Publish date4 Apr 2017 - 9:16
Story Code : 264384

Saudi Arabia increases fighter pilots’ payment amid Yemen war

Saudi Arabia has increased its fighter pilots’ payment by up to 60 percent as the war ravages impoverished Yemeni nation for the third year.
Saudi Arabia increases fighter pilots’ payment amid Yemen war
According to the Saudi Press Agency on Monday, the kingdom’s cabinet amended regulations pertaining to a 35-percent increase in basic salaries of all air force pilots and weapons operators. It added that officers who fly fighter jets or operate their weapons systems will be receiving a 60-percent pay increase.

No explanation was given for the move by the Saudi cabinet, which has over the last few months been implementing austerity measures.

Riyadh is currently dealing with economic struggles brought on by a budget deficit of nearly $100 billion caused by a sharp slump in oil prices as well as Riyadh’s rising army expenditure, a large amount of which is being funneled into its military campaign against Yemen.
 
Saudi Arabia -- backed by a number of African and Persian Gulf Arab states -- launched a massive aerial aggression against neighboring Yemen on March 26, 2015, in an attempt to reinstate former president Abd Rabbuh Mansur Hadi, who is a close ally of the despotic kingdom, and to crush the popular Houthi Ansarullah movement. The offensive has so far left over 12,000 Yemeni civilians dead, according to the latest tallies.

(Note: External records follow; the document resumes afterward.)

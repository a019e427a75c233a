//! Orbital state and the single explicit-Euler drag step.

use decay_atmosphere::{AtmosphereError, DensityModel, MAX_ALTITUDE_KM};
use decay_core::constants::EARTH_RADIUS_KM;
use decay_orbits::{OrbitError, OrbitGeometry, semi_major_axis_from_state};

/// Where a decay run is, or why it stopped.
#[derive(Debug, Clone, Copy, PartialEq, Eq)]
pub enum TerminalState {
    /// Every live state; a run's outcome never reports it.
    Running,
    /// Altitude reached the ground or rose above the modelled atmosphere.
    ReenteredOrDepartedRange,
    /// Apsides became non-positive or inverted after a drag update.
    DegenerateOrbit,
    StepLimitReached,
    Cancelled,
}

impl TerminalState {
    pub fn describe(&self) -> &'static str {
        match self {
            TerminalState::Running => "simulation still running",
            TerminalState::ReenteredOrDepartedRange => "reentry achieved",
            TerminalState::DegenerateOrbit => "orbit decayed below model validity",
            TerminalState::StepLimitReached => "step limit reached before reentry",
            TerminalState::Cancelled => "simulation cancelled",
        }
    }

    pub fn is_terminal(&self) -> bool {
        !matches!(self, TerminalState::Running)
    }
}

/// One accepted integration step.
#[derive(Debug, Clone, Copy, PartialEq)]
pub struct TelemetrySample {
    pub time_s: f64,
    pub drag_acceleration_km_s2: f64,
    pub speed_km_s: f64,
    pub apogee_km: f64,
    pub perigee_km: f64,
}

/// Snapshot of the decaying orbit. Each step produces a fresh value.
#[derive(Debug, Clone, Copy, PartialEq)]
pub struct OrbitalState {
    /// Semi-major axis and the eccentricity fixed at the start of the run.
    pub geometry: OrbitGeometry,
    pub true_anomaly_deg: f64,
    pub speed_km_s: f64,
    pub apogee_km: f64,
    pub perigee_km: f64,
    pub elapsed_s: f64,
    pub status: TerminalState,
}

impl OrbitalState {
    /// State at perigee (θ = 0) for the given apsides.
    pub fn initial(apogee_km: f64, perigee_km: f64) -> Result<Self, OrbitError> {
        let geometry = OrbitGeometry::from_apsides(apogee_km, perigee_km)?;
        let radius_km = geometry.focal_distance_km(0.0);
        Ok(Self {
            geometry,
            true_anomaly_deg: 0.0,
            speed_km_s: geometry.speed_km_s(radius_km),
            apogee_km,
            perigee_km,
            elapsed_s: 0.0,
            status: TerminalState::Running,
        })
    }

    pub fn radius_km(&self) -> f64 {
        self.geometry.focal_distance_km(self.true_anomaly_deg)
    }

    pub fn altitude_km(&self) -> f64 {
        self.radius_km() - EARTH_RADIUS_KM
    }

    /// The same state marked with the reason the run stopped.
    pub fn terminated(self, status: TerminalState) -> Self {
        Self { status, ..self }
    }
}

#[derive(Debug, Clone, Copy, PartialEq)]
pub enum StepOutcome {
    Advanced {
        next: OrbitalState,
        sample: TelemetrySample,
    },
    Terminated(TerminalState),
}

/// Advance `state` by `time_step_s` seconds of drag.
///
/// `drag_factor_km2_kg` is Cd·A/m with the area already in km². The
/// altitude check precedes the density query; the apsides check follows the
/// update and rejects the step without producing a sample.
pub fn step<M: DensityModel + ?Sized>(
    state: &OrbitalState,
    model: &M,
    drag_factor_km2_kg: f64,
    time_step_s: f64,
) -> Result<StepOutcome, AtmosphereError> {
    let radius_km = state.radius_km();
    let speed_km_s = state.geometry.speed_km_s(radius_km);
    if !radius_km.is_finite() || !speed_km_s.is_finite() {
        return Ok(StepOutcome::Terminated(TerminalState::DegenerateOrbit));
    }

    let altitude_km = radius_km - EARTH_RADIUS_KM;
    if altitude_km <= 0.0 || altitude_km > MAX_ALTITUDE_KM {
        return Ok(StepOutcome::Terminated(
            TerminalState::ReenteredOrDepartedRange,
        ));
    }

    let density_kg_km3 = model.density_kg_km3(altitude_km)?;
    let drag_acceleration_km_s2 =
        0.5 * density_kg_km3 * speed_km_s * speed_km_s * drag_factor_km2_kg;

    let speed_km_s = speed_km_s - time_step_s * drag_acceleration_km_s2;
    let true_anomaly_deg =
        state.true_anomaly_deg + (time_step_s * speed_km_s / radius_km).to_degrees();

    let semi_major_axis_km = semi_major_axis_from_state(radius_km, speed_km_s);
    let geometry = state.geometry.with_semi_major_axis(semi_major_axis_km);
    let apogee_km = geometry.apogee_altitude_km();
    let perigee_km = geometry.perigee_altitude_km();

    if !semi_major_axis_km.is_finite()
        || apogee_km <= 0.0
        || perigee_km <= 0.0
        || apogee_km < perigee_km
    {
        return Ok(StepOutcome::Terminated(TerminalState::DegenerateOrbit));
    }

    let sample = TelemetrySample {
        time_s: state.elapsed_s,
        drag_acceleration_km_s2,
        speed_km_s,
        apogee_km,
        perigee_km,
    };
    let next = OrbitalState {
        geometry,
        true_anomaly_deg,
        speed_km_s,
        apogee_km,
        perigee_km,
        elapsed_s: state.elapsed_s + time_step_s,
        status: TerminalState::Running,
    };
    Ok(StepOutcome::Advanced { next, sample })
}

EU: Yemen becoming a forgotten war

While addressing an EU ministerial meeting on Monday, European Union foreign policy chief Federica Mogherini warned that the situation in Yemen is on the brink of becoming a “forgotten conflict.”
 
“This is definitely not the case for the European Union so we will focus on that not only from the humanitarian perspective but also from the political perspective,” she added. “This can have very serious humanitarian consequences but also security consequences that are very serious for the entire region."

Mogherini made the remarks just one day after Yemen wrote a letter to the European Union, calling on the 28-nation bloc to pressure Saudi Arabia into ending its deadly military intervention and inhumane blockade of the impoverished nation.